REQUIRED ACTION —
Compute how many lines in the data below hold the word "Protocol", then report that number with nothing else.

(Dataset entries)
----------------
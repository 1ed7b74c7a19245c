//! Mock transport for deterministic testing of the encoder IO task.
//!
//! [`MockTransport`] plays an encoder from a script: each command line the
//! IO task writes is checked against the next entry, which then decides
//! whether the encoder answers, stays quiet, or hangs up.
//!
//! [`MockConnector`] hands out a queue of scripted transports, one per
//! connection attempt, so reconnect behavior can be exercised too.
//!
//! # Example
//!
//! ```
//! use rdslink_test_harness::MockTransport;
//!
//! let mut mock = MockTransport::new();
//! // When the IO task sends this line, answer OK.
//! mock.expect_line("TEXT=Owl City - Fireflies", "OK");
//! // This one gets no answer at all.
//! mock.expect_silence(b"RT+TAG=04,0,8,01,11,9,1,0\r\n");
//! ```

use async_trait::async_trait;
use std::collections::VecDeque;
use std::sync::atomic::{AtomicU32, Ordering};
use std::sync::{Arc, Mutex};
use std::time::Duration;

use rdslink_core::error::{Error, Result};
use rdslink_core::transport::{Connector, Transport};

/// What the mock does after a matching send.
#[derive(Debug, Clone)]
enum Outcome {
    /// Return these bytes from subsequent `receive()` calls.
    Reply(Vec<u8>),
    /// Never answer; `receive()` times out.
    Silence,
    /// The peer goes away; `receive()` reports the connection lost.
    Drop,
}

/// A pre-loaded request and what to do about it.
#[derive(Debug, Clone)]
struct Expectation {
    request: Vec<u8>,
    outcome: Outcome,
}

/// Shared record of every `send()` made through a [`MockTransport`].
///
/// The transport is moved into the IO task, so tests keep a clone of this
/// handle to inspect traffic afterwards.
#[derive(Debug, Clone, Default)]
pub struct SentLog(Arc<Mutex<Vec<Vec<u8>>>>);

impl SentLog {
    /// All sends so far, in order.
    pub fn sends(&self) -> Vec<Vec<u8>> {
        self.0.lock().map(|log| log.clone()).unwrap_or_default()
    }

    /// All sends so far as lossy UTF-8 with the line terminator removed.
    pub fn lines(&self) -> Vec<String> {
        self.sends()
            .iter()
            .map(|bytes| {
                String::from_utf8_lossy(bytes)
                    .trim_end_matches(['\r', '\n'])
                    .to_string()
            })
            .collect()
    }

    fn push(&self, data: &[u8]) {
        if let Ok(mut log) = self.0.lock() {
            log.push(data.to_vec());
        }
    }
}

/// A mock [`Transport`] for testing the encoder link without a socket.
///
/// Every `send()` is logged and compared byte for byte with the head of
/// the script; a mismatch is a [`Error::Protocol`]. The matched entry then
/// decides what the following `receive()` calls see.
///
/// A `receive()` with nothing pending returns [`Error::Timeout`]
/// immediately, unless [`drop_when_idle`](MockTransport::drop_when_idle)
/// was called, in which case it reports [`Error::ConnectionLost`] once all
/// expectations are used up.
#[derive(Debug)]
pub struct MockTransport {
    expectations: VecDeque<Expectation>,
    /// The reply bytes pending for `receive()`.
    pending: Option<Vec<u8>>,
    /// Cursor into the pending reply.
    cursor: usize,
    /// Set once a `Drop` outcome fires.
    dropped: bool,
    drop_when_idle: bool,
    connected: bool,
    sent: SentLog,
}

impl MockTransport {
    /// An open transport with an empty script.
    pub fn new() -> Self {
        MockTransport {
            expectations: VecDeque::new(),
            pending: None,
            cursor: 0,
            dropped: false,
            drop_when_idle: false,
            connected: true,
            sent: SentLog::default(),
        }
    }

    /// Add an expected request and the raw bytes to answer with.
    pub fn expect(&mut self, request: &[u8], response: &[u8]) {
        self.push(request, Outcome::Reply(response.to_vec()));
    }

    /// Expect the command line `command` and answer with the line `reply`.
    ///
    /// Both get a `\r\n` terminator appended.
    pub fn expect_line(&mut self, command: &str, reply: &str) {
        self.expect(
            format!("{command}\r\n").as_bytes(),
            format!("{reply}\r\n").as_bytes(),
        );
    }

    /// Expect `request` and never answer it.
    pub fn expect_silence(&mut self, request: &[u8]) {
        self.push(request, Outcome::Silence);
    }

    /// Expect `request`, then behave as if the peer closed the connection.
    pub fn expect_drop(&mut self, request: &[u8]) {
        self.push(request, Outcome::Drop);
    }

    /// Report a lost connection from idle reads once the script runs out.
    pub fn drop_when_idle(&mut self) {
        self.drop_when_idle = true;
    }

    /// A handle to the log of sent data.
    pub fn sent_log(&self) -> SentLog {
        self.sent.clone()
    }

    /// Whether every scripted command has been sent.
    pub fn is_exhausted(&self) -> bool {
        self.expectations.is_empty()
    }

    fn push(&mut self, request: &[u8], outcome: Outcome) {
        self.expectations.push_back(Expectation {
            request: request.to_vec(),
            outcome,
        });
    }
}

impl Default for MockTransport {
    fn default() -> Self {
        Self::new()
    }
}

#[async_trait]
impl Transport for MockTransport {
    async fn send(&mut self, data: &[u8]) -> Result<()> {
        if !self.connected {
            return Err(Error::NotConnected);
        }
        if self.dropped {
            return Err(Error::ConnectionLost);
        }

        self.sent.push(data);

        let Some(expectation) = self.expectations.pop_front() else {
            return Err(Error::Protocol("mock encoder script is exhausted".into()));
        };
        if data != expectation.request.as_slice() {
            return Err(Error::Protocol(format!(
                "unexpected send data: expected {:?}, got {:?}",
                String::from_utf8_lossy(&expectation.request),
                String::from_utf8_lossy(data)
            )));
        }

        match expectation.outcome {
            Outcome::Reply(bytes) => {
                self.pending = Some(bytes);
                self.cursor = 0;
            }
            Outcome::Silence => {}
            Outcome::Drop => self.dropped = true,
        }
        Ok(())
    }

    async fn receive(&mut self, buf: &mut [u8], _timeout: Duration) -> Result<usize> {
        if !self.connected {
            return Err(Error::NotConnected);
        }
        if self.dropped {
            return Err(Error::ConnectionLost);
        }

        if let Some(ref response) = self.pending {
            let remaining = &response[self.cursor..];
            let n = remaining.len().min(buf.len());
            buf[..n].copy_from_slice(&remaining[..n]);
            self.cursor += n;
            if self.cursor >= response.len() {
                self.pending = None;
                self.cursor = 0;
            }
            return Ok(n);
        }

        if self.drop_when_idle && self.expectations.is_empty() {
            self.dropped = true;
            return Err(Error::ConnectionLost);
        }
        Err(Error::Timeout)
    }

    async fn close(&mut self) -> Result<()> {
        self.connected = false;
        self.pending = None;
        self.cursor = 0;
        Ok(())
    }

    fn is_connected(&self) -> bool {
        self.connected && !self.dropped
    }
}

// ---------------------------------------------------------------------------
// Connector
// ---------------------------------------------------------------------------

/// A [`Connector`] that hands out pre-built transports in order.
///
/// Each `connect()` pops the next scripted attempt. An attempt is either a
/// transport or a refusal; once the queue is empty every attempt is
/// refused.
#[derive(Clone, Default)]
pub struct MockConnector {
    attempts: Arc<Mutex<VecDeque<Option<MockTransport>>>>,
    count: Arc<AtomicU32>,
}

impl MockConnector {
    /// Create a connector with nothing queued.
    pub fn new() -> Self {
        Self::default()
    }

    /// Queue a successful connection yielding `transport`.
    pub fn push(&self, transport: MockTransport) {
        if let Ok(mut attempts) = self.attempts.lock() {
            attempts.push_back(Some(transport));
        }
    }

    /// Queue a refused connection attempt.
    pub fn push_refusal(&self) {
        if let Ok(mut attempts) = self.attempts.lock() {
            attempts.push_back(None);
        }
    }

    /// Number of `connect()` calls made so far.
    pub fn attempts(&self) -> u32 {
        self.count.load(Ordering::SeqCst)
    }
}

#[async_trait]
impl Connector for MockConnector {
    async fn connect(&self) -> Result<Box<dyn Transport>> {
        self.count.fetch_add(1, Ordering::SeqCst);
        let next = self
            .attempts
            .lock()
            .ok()
            .and_then(|mut attempts| attempts.pop_front())
            .flatten();
        match next {
            Some(transport) => Ok(Box::new(transport)),
            None => Err(Error::Transport("mock connection refused".into())),
        }
    }

    fn endpoint(&self) -> String {
        "mock".into()
    }
}
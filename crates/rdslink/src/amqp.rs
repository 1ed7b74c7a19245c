//! AMQP implementations of the queue seams.
//!
//! [`connect`] opens one broker connection and declares the topology the
//! bridge relies on:
//!
//! - the track exchange (topic, durable) and a durable queue bound to it
//!   with the configured binding key, consumed with manual acks
//! - the preview exchange (direct, durable) for [`AmqpPreview`]
//!
//! Startup retries with exponential backoff; once running, a broker failure
//! ends the consumer stream and the binary exits with an error.

use std::time::Duration;

use async_trait::async_trait;
use futures::StreamExt;
use lapin::options::{
    BasicAckOptions, BasicConsumeOptions, BasicPublishOptions, BasicQosOptions,
    ExchangeDeclareOptions, QueueBindOptions, QueueDeclareOptions,
};
use lapin::types::FieldTable;
use lapin::{BasicProperties, Channel, Connection, ConnectionProperties, Consumer, ExchangeKind};
use rdslink_encoder::Backoff;
use tracing::{debug, info, warn};

use crate::config::{PreviewConfig, QueueConfig};
use crate::error::Result;
use crate::queue::{Delivery, Preview, PreviewFormat, PreviewSink, TrackSource};

/// Consumer tag announced to the broker.
const CONSUMER_TAG: &str = "rdslink";

/// Persistent delivery mode for published messages.
const PERSISTENT: u8 = 2;

/// Open the broker connection and declare the topology.
///
/// Tries up to `queue.connect_retries` times before returning the last
/// error.
pub async fn connect(queue: &QueueConfig, preview: &PreviewConfig) -> Result<(AmqpSource, AmqpPreview)> {
    let mut backoff = Backoff::new(Duration::from_secs(1), Duration::from_secs(30));
    let url = queue.amqp_url();
    let mut attempt = 1;

    let connection = loop {
        match Connection::connect(&url, ConnectionProperties::default()).await {
            Ok(connection) => break connection,
            Err(e) if attempt < queue.connect_retries => {
                let delay = backoff.next_delay();
                warn!(
                    url = %queue.redacted_url(),
                    error = %e,
                    attempt,
                    ?delay,
                    "Broker connection failed, retrying"
                );
                tokio::time::sleep(delay).await;
                attempt += 1;
            }
            Err(e) => return Err(e.into()),
        }
    };
    info!(url = %queue.redacted_url(), "Connected to broker");

    let channel = connection.create_channel().await?;
    declare_exchange(&channel, &queue.exchange, ExchangeKind::Topic).await?;
    declare_exchange(&channel, &preview.exchange, ExchangeKind::Direct).await?;

    channel
        .queue_declare(
            &queue.queue,
            QueueDeclareOptions {
                durable: true,
                ..QueueDeclareOptions::default()
            },
            FieldTable::default(),
        )
        .await?;
    channel
        .queue_bind(
            &queue.queue,
            &queue.exchange,
            &queue.binding_key,
            QueueBindOptions::default(),
            FieldTable::default(),
        )
        .await?;

    // One unacked track at a time keeps processing in delivery order.
    channel.basic_qos(1, BasicQosOptions::default()).await?;

    let consumer = channel
        .basic_consume(
            &queue.queue,
            CONSUMER_TAG,
            BasicConsumeOptions::default(),
            FieldTable::default(),
        )
        .await?;
    info!(
        queue = %queue.queue,
        exchange = %queue.exchange,
        binding_key = %queue.binding_key,
        "Waiting for tracks"
    );

    let source = AmqpSource {
        consumer,
        _connection: connection,
    };
    let sink = AmqpPreview {
        channel,
        exchange: preview.exchange.clone(),
        routing_key: preview.routing_key.clone(),
        format: preview.format,
    };
    Ok((source, sink))
}

async fn declare_exchange(channel: &Channel, name: &str, kind: ExchangeKind) -> Result<()> {
    channel
        .exchange_declare(
            name,
            kind,
            ExchangeDeclareOptions {
                durable: true,
                ..ExchangeDeclareOptions::default()
            },
            FieldTable::default(),
        )
        .await?;
    debug!(exchange = %name, "Declared exchange");
    Ok(())
}

// ---------------------------------------------------------------------------
// Source
// ---------------------------------------------------------------------------

/// Track deliveries from the broker queue.
pub struct AmqpSource {
    consumer: Consumer,
    _connection: Connection,
}

/// One broker delivery.
pub struct AmqpDelivery {
    inner: lapin::message::Delivery,
}

#[async_trait]
impl Delivery for AmqpDelivery {
    fn body(&self) -> &[u8] {
        &self.inner.data
    }

    async fn ack(&self) -> Result<()> {
        self.inner.ack(BasicAckOptions::default()).await?;
        Ok(())
    }
}

#[async_trait]
impl TrackSource for AmqpSource {
    type Delivery = AmqpDelivery;

    async fn next_delivery(&mut self) -> Option<Result<AmqpDelivery>> {
        let next = self.consumer.next().await?;
        Some(
            next.map(|inner| AmqpDelivery { inner })
                .map_err(Into::into),
        )
    }
}

// ---------------------------------------------------------------------------
// Preview
// ---------------------------------------------------------------------------

/// Publishes previews to the preview exchange.
pub struct AmqpPreview {
    channel: Channel,
    exchange: String,
    routing_key: String,
    format: PreviewFormat,
}

#[async_trait]
impl PreviewSink for AmqpPreview {
    async fn publish(&self, preview: &Preview) -> Result<()> {
        let body = preview.body(self.format)?;
        let properties = BasicProperties::default()
            .with_content_type(self.format.content_type().into())
            .with_delivery_mode(PERSISTENT);
        self.channel
            .basic_publish(
                &self.exchange,
                &self.routing_key,
                BasicPublishOptions::default(),
                &body,
                properties,
            )
            .await?
            .await?;
        debug!(exchange = %self.exchange, routing_key = %self.routing_key, "Published preview");
        Ok(())
    }
}
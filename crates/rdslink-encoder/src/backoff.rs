//! Reconnect delay policy.
//!
//! Delays start at `initial`, double on every failed attempt and stop
//! growing at `max`. Jitter, when enabled, scales each delay by a random
//! factor in 0.8..=1.2 (still capped at `max`) so a fleet of bridges does
//! not hammer a rebooted encoder in lockstep.

use std::time::Duration;

use rand::Rng;

/// Exponential backoff with an upper bound.
#[derive(Debug, Clone)]
pub struct Backoff {
    initial: Duration,
    max: Duration,
    jitter: bool,
    attempt: u32,
}

impl Backoff {
    /// Create a backoff starting at `initial` and capped at `max`, without
    /// jitter.
    pub fn new(initial: Duration, max: Duration) -> Self {
        Backoff {
            initial,
            max: max.max(initial),
            jitter: false,
            attempt: 0,
        }
    }

    /// Enable or disable jitter.
    pub fn with_jitter(mut self, jitter: bool) -> Self {
        self.jitter = jitter;
        self
    }

    /// Number of delays handed out since the last reset.
    pub fn attempt(&self) -> u32 {
        self.attempt
    }

    /// The delay before the next attempt. Advances the attempt counter.
    pub fn next_delay(&mut self) -> Duration {
        let base = self.base_delay(self.attempt);
        self.attempt = self.attempt.saturating_add(1);

        if !self.jitter {
            return base;
        }
        let factor = rand::thread_rng().gen_range(0.8..=1.2);
        base.mul_f64(factor).min(self.max)
    }

    /// Start over from `initial` after a successful connect.
    pub fn reset(&mut self) {
        self.attempt = 0;
    }

    fn base_delay(&self, attempt: u32) -> Duration {
        let multiplier = 1u32 << attempt.min(16);
        self.initial
            .checked_mul(multiplier)
            .unwrap_or(self.max)
            .min(self.max)
    }
}

#[cfg(test)]
mod tests {
    use super::*;

    #[test]
    fn doubles_until_capped() {
        let mut b = Backoff::new(Duration::from_secs(1), Duration::from_secs(30));
        let delays: Vec<u64> = (0..7).map(|_| b.next_delay().as_secs()).collect();
        assert_eq!(delays, vec![1, 2, 4, 8, 16, 30, 30]);
        assert_eq!(b.attempt(), 7);
    }

    #[test]
    fn reset_starts_over() {
        let mut b = Backoff::new(Duration::from_millis(100), Duration::from_secs(1));
        b.next_delay();
        b.next_delay();
        b.reset();
        assert_eq!(b.attempt(), 0);
        assert_eq!(b.next_delay(), Duration::from_millis(100));
    }

    #[test]
    fn huge_attempt_counts_do_not_overflow() {
        let mut b = Backoff::new(Duration::from_secs(1), Duration::from_secs(30));
        for _ in 0..1000 {
            assert!(b.next_delay() <= Duration::from_secs(30));
        }
    }

    #[test]
    fn jitter_stays_within_bounds() {
        let mut b =
            Backoff::new(Duration::from_secs(1), Duration::from_secs(30)).with_jitter(true);
        for attempt in 0..10u32 {
            let base = Duration::from_secs(1)
                .saturating_mul(1 << attempt)
                .min(Duration::from_secs(30));
            let d = b.next_delay();
            assert!(d >= base.mul_f64(0.8), "attempt {attempt}: {d:?}");
            assert!(d <= Duration::from_secs(30));
        }
    }

    #[test]
    fn max_below_initial_is_raised() {
        let mut b = Backoff::new(Duration::from_secs(5), Duration::from_secs(1));
        assert_eq!(b.next_delay(), Duration::from_secs(5));
        assert_eq!(b.next_delay(), Duration::from_secs(5));
    }
}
----------------
TASK RESULT —
3